Browsed by
Category: Books

Future Treasures: Dark Detectives: An Anthology of Supernatural Mysteries, edited by Stephen Jones

Future Treasures: Dark Detectives: An Anthology of Supernatural Mysteries, edited by Stephen Jones

Dark Detectives-smallWe have a tradition here at Black Gate of respecting supernatural detectives.

Let’s face it, they don’t get much respect anywhere else. But who else is going to defend the Earth from the forces of darkness? Usually without a salary, decent pension, or bennies of any kind. We’re not sure why they do it, but we’re glad they do.

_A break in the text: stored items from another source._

//! Alias expansion.
//!
//! An alias target is an already-resolved type in which the alias's formals
//! still appear by name. Expansion substitutes the actual arguments written
//! at the use site (or `Any` fillers) for those names.

use crate::api::TypeAlias;
use crate::fixup::get_omitted_any;
use tracing::trace;
use typa_common::limits::MAX_SUBSTITUTION_DEPTH;
use typa_common::{DiagnosticSink, Provenance, codes, format_message, messages};
use typa_types::{Instance, Type, TypeOfAny};

/// Class whose two-argument instance `FlexibleAlias[T, X]` stands for `X`.
pub const FLEXIBLE_ALIAS: &str = "mypy_extensions.FlexibleAlias";

/// Expand `alias` applied to the already-resolved `args`.
///
/// - Generic alias, no arguments: every formal becomes `Any` (an error under
///   `disallow_any`).
/// - Non-generic alias, no arguments: the target, except that a bare alias
///   (`A = List`) strips the instance arguments.
/// - Bare alias with arguments: the arguments apply to the target class
///   directly.
/// - Otherwise: substitute, after checking the argument count.
///
/// `written_name` is the alias name as written at the use site, for
/// diagnostics.
pub fn expand_type_alias(
    alias: &TypeAlias,
    args: Vec<Type>,
    at: Provenance,
    written_name: Option<&str>,
    disallow_any: bool,
    sink: &mut dyn DiagnosticSink,
) -> Type {
    let expected = alias.alias_tvars.len();
    let given = args.len();
    trace!(alias = %alias.fullname, expected, given, "expanding type alias");

    if expected > 0 && given == 0 {
        return set_any_tvars(
            &alias.target,
            &alias.alias_tvars,
            at,
            false,
            disallow_any,
            sink,
            written_name,
        );
    }
    if expected == 0 && given == 0 {
        return match &alias.target {
            Type::Instance(target) if alias.no_args => {
                Type::Instance(Instance::at(target.class.clone(), Vec::new(), at))
            }
            target => target.clone(),
        };
    }
    if expected == 0
        && alias.no_args
        && let Type::Instance(target) = &alias.target
    {
        return Type::Instance(Instance::at(target.class.clone(), args, at));
    }
    if given != expected {
        let message = format_message(
            messages::BAD_ALIAS_ARG_COUNT,
            &[&expected.to_string(), &given.to_string()],
        );
        sink.fail(at, message, None);
        return set_any_tvars(&alias.target, &alias.alias_tvars, at, true, false, sink, None);
    }

    match replace_alias_tvars(&alias.target, &alias.alias_tvars, &args, at, sink) {
        Type::Instance(mut flexible) if flexible.class.fullname == FLEXIBLE_ALIAS => {
            flexible.args.pop().unwrap_or_else(|| Type::any(TypeOfAny::SpecialForm))
        }
        expanded => expanded,
    }
}

/// Formal named by `ty`, if `ty` is a bare reference to one of `vars`.
fn formal_index(ty: &Type, vars: &[String]) -> Option<usize> {
    let name = match ty {
        Type::Unbound(unbound) => unbound.name.as_str(),
        Type::TypeVar(tvar) => tvar.name(),
        _ => return None,
    };
    vars.iter().position(|var| var == name)
}

/// Replace every occurrence of a formal in `vars` by the matching entry of
/// `subs`, recursively. Rebuilt nodes take the use-site position `at`.
///
/// `subs` must have one entry per formal. A target nested deeper than
/// [`MAX_SUBSTITUTION_DEPTH`] is reported once and cut off with an
/// error-`Any`, so no formal survives the substitution.
pub fn replace_alias_tvars(
    ty: &Type,
    vars: &[String],
    subs: &[Type],
    at: Provenance,
    sink: &mut dyn DiagnosticSink,
) -> Type {
    let mut truncated = false;
    let replaced = replace_at_depth(ty, vars, subs, at, 0, &mut truncated);
    if truncated {
        sink.fail(at, messages::TYPE_TOO_DEEP.to_string(), Some(codes::MISC));
    }
    replaced
}

fn replace_at_depth(
    ty: &Type,
    vars: &[String],
    subs: &[Type],
    at: Provenance,
    depth: u32,
    truncated: &mut bool,
) -> Type {
    if let Some(index) = formal_index(ty, vars)
        && let Some(sub) = subs.get(index)
    {
        return sub.clone();
    }
    if ty.children().is_empty() {
        return ty.clone();
    }
    if depth >= MAX_SUBSTITUTION_DEPTH {
        *truncated = true;
        return Type::any_at(TypeOfAny::FromError, at);
    }
    let mut replaced = ty.map_children(&mut |child: &Type| {
        replace_at_depth(child, vars, subs, at, depth + 1, truncated)
    });
    replaced.set_pos(at);
    replaced
}

/// Substitute `Any` for every formal in `vars`.
///
/// The filler comes from an error when `from_error` or `disallow_any` is set
/// (the latter also reports the bare generic), and from omitted generics
/// otherwise.
pub fn set_any_tvars(
    ty: &Type,
    vars: &[String],
    at: Provenance,
    from_error: bool,
    disallow_any: bool,
    sink: &mut dyn DiagnosticSink,
    written_name: Option<&str>,
) -> Type {
    let any = if disallow_any {
        get_omitted_any(true, sink, at, None, || match (written_name, ty) {
            (Some(name), _) => name.to_string(),
            (None, Type::Unbound(unbound)) => unbound.name.clone(),
            (None, other) => other.to_string(),
        })
    } else if from_error {
        Type::any_at(TypeOfAny::FromError, at)
    } else {
        Type::any_at(TypeOfAny::FromOmittedGenerics, at)
    };
    let subs = vec![any; vars.len()];
    replace_alias_tvars(ty, vars, &subs, at, sink)
}

#[cfg(test)]
#[path = "../tests/alias_tests.rs"]
mod alias_tests;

Later this month Titan Books will publish Stephen Jones’ anthology Dark Detectives: An Anthology of Supernatural Mysteries, which collects classic tales of occult detectives, including a John Thunstone tale by Manly Wade Wellman, a Titus Crow story by Brian Lumley, a Solar Pons novella by Basil Copper, and a Carnacki novelette by William Hope Hodgson — as well as brand new tales of intrepid investigators of the unknown by Kim Newman, Brian Mooney, Jay Russell, Peter and Tremayne.

Here’s the description.

CRIMES OF TERROR AND DARKNESS

In the battle between good and evil, the supernatural investigators form the first line of defense against the unexplainable. Here are eighteen pulse-pounding tales featuring uncanny sleuths battling against the weird, written by Clive Barker, R. Chetwynd-Hayes, Basil Copper, Neil Gaiman, William Hope Hodgson, Brian Lumley, Brian Mooney, Kim Newman, Jay Russell, Peter Tremayne, and Manly Wade Wellman.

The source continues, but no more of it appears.